Segment Start: MATERIAL PROVIDED

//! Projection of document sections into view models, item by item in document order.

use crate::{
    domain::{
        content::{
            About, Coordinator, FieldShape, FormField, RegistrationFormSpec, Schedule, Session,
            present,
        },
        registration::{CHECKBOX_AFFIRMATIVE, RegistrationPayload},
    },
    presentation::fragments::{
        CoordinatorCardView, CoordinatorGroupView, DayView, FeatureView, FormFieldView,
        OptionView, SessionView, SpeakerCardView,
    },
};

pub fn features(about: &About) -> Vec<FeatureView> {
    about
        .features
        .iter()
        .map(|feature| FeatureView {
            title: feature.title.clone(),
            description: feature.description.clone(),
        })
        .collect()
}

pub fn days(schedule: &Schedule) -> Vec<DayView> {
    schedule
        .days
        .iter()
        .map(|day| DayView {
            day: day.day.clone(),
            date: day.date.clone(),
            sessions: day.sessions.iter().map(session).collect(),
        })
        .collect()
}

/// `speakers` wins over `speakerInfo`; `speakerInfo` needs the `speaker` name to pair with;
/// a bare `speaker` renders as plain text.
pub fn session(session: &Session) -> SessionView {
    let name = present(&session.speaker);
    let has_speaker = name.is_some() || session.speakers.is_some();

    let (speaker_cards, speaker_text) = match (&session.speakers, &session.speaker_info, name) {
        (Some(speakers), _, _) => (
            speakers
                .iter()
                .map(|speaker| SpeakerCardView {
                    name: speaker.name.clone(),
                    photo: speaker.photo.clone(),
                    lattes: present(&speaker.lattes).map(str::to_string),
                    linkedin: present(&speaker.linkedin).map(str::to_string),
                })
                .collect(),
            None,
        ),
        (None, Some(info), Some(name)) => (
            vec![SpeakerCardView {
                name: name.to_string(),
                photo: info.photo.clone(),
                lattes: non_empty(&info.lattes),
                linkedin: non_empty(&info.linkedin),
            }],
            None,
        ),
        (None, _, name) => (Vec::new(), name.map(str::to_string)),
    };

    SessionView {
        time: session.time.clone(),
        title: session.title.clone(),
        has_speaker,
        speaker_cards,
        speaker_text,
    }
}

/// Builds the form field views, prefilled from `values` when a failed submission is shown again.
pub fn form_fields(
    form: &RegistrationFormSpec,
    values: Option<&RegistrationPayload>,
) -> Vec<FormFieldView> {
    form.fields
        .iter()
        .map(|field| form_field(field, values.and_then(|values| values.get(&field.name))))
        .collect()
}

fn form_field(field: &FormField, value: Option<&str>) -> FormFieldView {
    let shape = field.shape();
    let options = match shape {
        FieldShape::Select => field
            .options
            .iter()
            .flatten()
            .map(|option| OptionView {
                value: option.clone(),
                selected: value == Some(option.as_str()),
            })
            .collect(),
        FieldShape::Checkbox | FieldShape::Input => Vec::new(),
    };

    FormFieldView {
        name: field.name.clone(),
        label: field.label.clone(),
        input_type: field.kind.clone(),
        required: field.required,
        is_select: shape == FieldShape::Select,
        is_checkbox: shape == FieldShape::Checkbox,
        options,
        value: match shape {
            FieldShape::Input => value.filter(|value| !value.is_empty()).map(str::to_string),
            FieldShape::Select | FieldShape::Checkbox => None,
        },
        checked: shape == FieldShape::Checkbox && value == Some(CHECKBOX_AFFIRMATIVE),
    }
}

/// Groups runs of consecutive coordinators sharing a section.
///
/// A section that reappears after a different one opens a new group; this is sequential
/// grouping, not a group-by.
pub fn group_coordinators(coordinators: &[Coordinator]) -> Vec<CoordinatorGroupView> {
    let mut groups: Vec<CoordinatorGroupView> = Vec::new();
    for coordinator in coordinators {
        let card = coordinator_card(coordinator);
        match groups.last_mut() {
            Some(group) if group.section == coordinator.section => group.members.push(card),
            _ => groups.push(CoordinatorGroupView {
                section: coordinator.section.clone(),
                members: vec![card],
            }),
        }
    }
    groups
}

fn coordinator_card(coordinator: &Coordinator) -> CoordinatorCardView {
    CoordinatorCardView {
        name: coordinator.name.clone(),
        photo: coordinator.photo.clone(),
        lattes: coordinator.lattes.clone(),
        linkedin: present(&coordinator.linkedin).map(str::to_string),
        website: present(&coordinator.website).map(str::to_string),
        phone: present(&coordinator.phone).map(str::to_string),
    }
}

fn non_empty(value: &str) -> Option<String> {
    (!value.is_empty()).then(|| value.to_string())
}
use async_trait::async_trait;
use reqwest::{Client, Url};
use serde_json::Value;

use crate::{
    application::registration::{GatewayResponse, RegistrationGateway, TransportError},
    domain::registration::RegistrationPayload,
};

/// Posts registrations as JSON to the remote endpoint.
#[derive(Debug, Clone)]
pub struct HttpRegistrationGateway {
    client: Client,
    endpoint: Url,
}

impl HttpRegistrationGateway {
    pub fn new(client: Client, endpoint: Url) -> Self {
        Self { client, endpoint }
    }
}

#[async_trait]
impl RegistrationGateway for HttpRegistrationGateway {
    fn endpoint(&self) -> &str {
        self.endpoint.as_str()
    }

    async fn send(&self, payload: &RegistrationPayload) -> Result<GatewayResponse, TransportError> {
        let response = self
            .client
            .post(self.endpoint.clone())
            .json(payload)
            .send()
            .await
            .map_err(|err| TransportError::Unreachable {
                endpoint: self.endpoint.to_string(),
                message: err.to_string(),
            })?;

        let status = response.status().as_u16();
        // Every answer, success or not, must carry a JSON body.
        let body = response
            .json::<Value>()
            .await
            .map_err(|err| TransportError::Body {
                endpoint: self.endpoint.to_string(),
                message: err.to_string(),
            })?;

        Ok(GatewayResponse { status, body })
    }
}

Segment End: MATERIAL PROVIDED

PROBLEM STATEMENT:
Every record here must be output exactly, word for word.

COMPLETED EXERCISE:
//! Projection of document sections into view models, item by item in document order.

use crate::{
    domain::{
        content::{
            About, Coordinator, FieldShape, FormField, RegistrationFormSpec, Schedule, Session,
            present,
        },
        registration::{CHECKBOX_AFFIRMATIVE, RegistrationPayload},
    },
    presentation::fragments::{
        CoordinatorCardView, CoordinatorGroupView, DayView, FeatureView, FormFieldView,
        OptionView, SessionView, SpeakerCardView,
    },
};

pub fn features(about: &About) -> Vec<FeatureView> {
    about
        .features
        .iter()
        .map(|feature| FeatureView {
            title: feature.title.clone(),
            description: feature.description.clone(),
        })
        .collect()
}

pub fn days(schedule: &Schedule) -> Vec<DayView> {
    schedule
        .days
        .iter()
        .map(|day| DayView {
            day: day.day.clone(),
            date: day.date.clone(),
            sessions: day.sessions.iter().map(session).collect(),
        })
        .collect()
}

/// `speakers` wins over `speakerInfo`; `speakerInfo` needs the `speaker` name to pair with;
/// a bare `speaker` renders as plain text.
pub fn session(session: &Session) -> SessionView {
    let name = present(&session.speaker);
    let has_speaker = name.is_some() || session.speakers.is_some();

    let (speaker_cards, speaker_text) = match (&session.speakers, &session.speaker_info, name) {
        (Some(speakers), _, _) => (
            speakers
                .iter()
                .map(|speaker| SpeakerCardView {
                    name: speaker.name.clone(),
                    photo: speaker.photo.clone(),
                    lattes: present(&speaker.lattes).map(str::to_string),
                    linkedin: present(&speaker.linkedin).map(str::to_string),
                })
                .collect(),
            None,
        ),
        (None, Some(info), Some(name)) => (
            vec![SpeakerCardView {
                name: name.to_string(),
                photo: info.photo.clone(),
                lattes: non_empty(&info.lattes),
                linkedin: non_empty(&info.linkedin),
            }],
            None,
        ),
        (None, _, name) => (Vec::new(), name.map(str::to_string)),
    };

    SessionView {
        time: session.time.clone(),
        title: session.title.clone(),
        has_speaker,
        speaker_cards,
        speaker_text,
    }
}

/// Builds the form field views, prefilled from `values` when a failed submission is shown again.
pub fn form_fields(
    form: &RegistrationFormSpec,
    values: Option<&RegistrationPayload>,
) -> Vec<FormFieldView> {
    form.fields
        .iter()
        .map(|field| form_field(field, values.and_then(|values| values.get(&field.name))))
        .collect()
}

fn form_field(field: &FormField, value: Option<&str>) -> FormFieldView {
    let shape = field.shape();
    let options = match shape {
        FieldShape::Select => field
            .options
            .iter()
            .flatten()
            .map(|option| OptionView {
                value: option.clone(),
                selected: value == Some(option.as_str()),
            })
            .collect(),
        FieldShape::Checkbox | FieldShape::Input => Vec::new(),
    };

    FormFieldView {
        name: field.name.clone(),
        label: field.label.clone(),
        input_type: field.kind.clone(),
        required: field.required,
        is_select: shape == FieldShape::Select,
        is_checkbox: shape == FieldShape::Checkbox,
        options,
        value: match shape {
            FieldShape::Input => value.filter(|value| !value.is_empty()).map(str::to_string),
            FieldShape::Select | FieldShape::Checkbox => None,
        },
        checked: shape == FieldShape::Checkbox && value == Some(CHECKBOX_AFFIRMATIVE),
    }
}

/// Groups runs of consecutive coordinators sharing a section.
///
/// A section that reappears after a different one opens a new group; this is sequential
/// grouping, not a group-by.
pub fn group_coordinators(coordinators: &[Coordinator]) -> Vec<CoordinatorGroupView> {
    let mut groups: Vec<CoordinatorGroupView> = Vec::new();
    for coordinator in coordinators {
        let card = coordinator_card(coordinator);
        match groups.last_mut() {
            Some(group) if group.section == coordinator.section => group.members.push(card),
            _ => groups.push(CoordinatorGroupView {
                section: coordinator.section.clone(),
                members: vec![card],
            }),
        }
    }
    groups
}

fn coordinator_card(coordinator: &Coordinator) -> CoordinatorCardView {
    CoordinatorCardView {
        name: coordinator.name.clone(),
        photo: coordinator.photo.clone(),
        lattes: coordinator.lattes.clone(),
        linkedin: present(&coordinator.linkedin).map(str::to_string),
        website: present(&coordinator.website).map(str::to_string),
        phone: present(&coordinator.phone).map(str::to_string),
    }
}

fn non_empty(value: &str) -> Option<String> {
    (!value.is_empty()).then(|| value.to_string())
}
use async_trait::async_trait;
use reqwest::{Client, Url};
use serde_json::Value;

use crate::{
    application::registration::{GatewayResponse, RegistrationGateway, TransportError},
    domain::registration::RegistrationPayload,
};

/// Posts registrations as JSON to the remote endpoint.
#[derive(Debug, Clone)]
pub struct HttpRegistrationGateway {
    client: Client,
    endpoint: Url,
}

impl HttpRegistrationGateway {
    pub fn new(client: Client, endpoint: Url) -> Self {
        Self { client, endpoint }
    }
}

#[async_trait]
impl RegistrationGateway for HttpRegistrationGateway {
    fn endpoint(&self) -> &str {
        self.endpoint.as_str()
    }

    async fn send(&self, payload: &RegistrationPayload) -> Result<GatewayResponse, TransportError> {
        let response = self
            .client
            .post(self.endpoint.clone())
            .json(payload)
            .send()
            .await
            .map_err(|err| TransportError::Unreachable {
                endpoint: self.endpoint.to_string(),
                message: err.to_string(),
            })?;

        let status = response.status().as_u16();
        // Every answer, success or not, must carry a JSON body.
        let body = response
            .json::<Value>()
            .await
            .map_err(|err| TransportError::Body {
                endpoint: self.endpoint.to_string(),
                message: err.to_string(),
            })?;

        Ok(GatewayResponse { status, body })
    }
}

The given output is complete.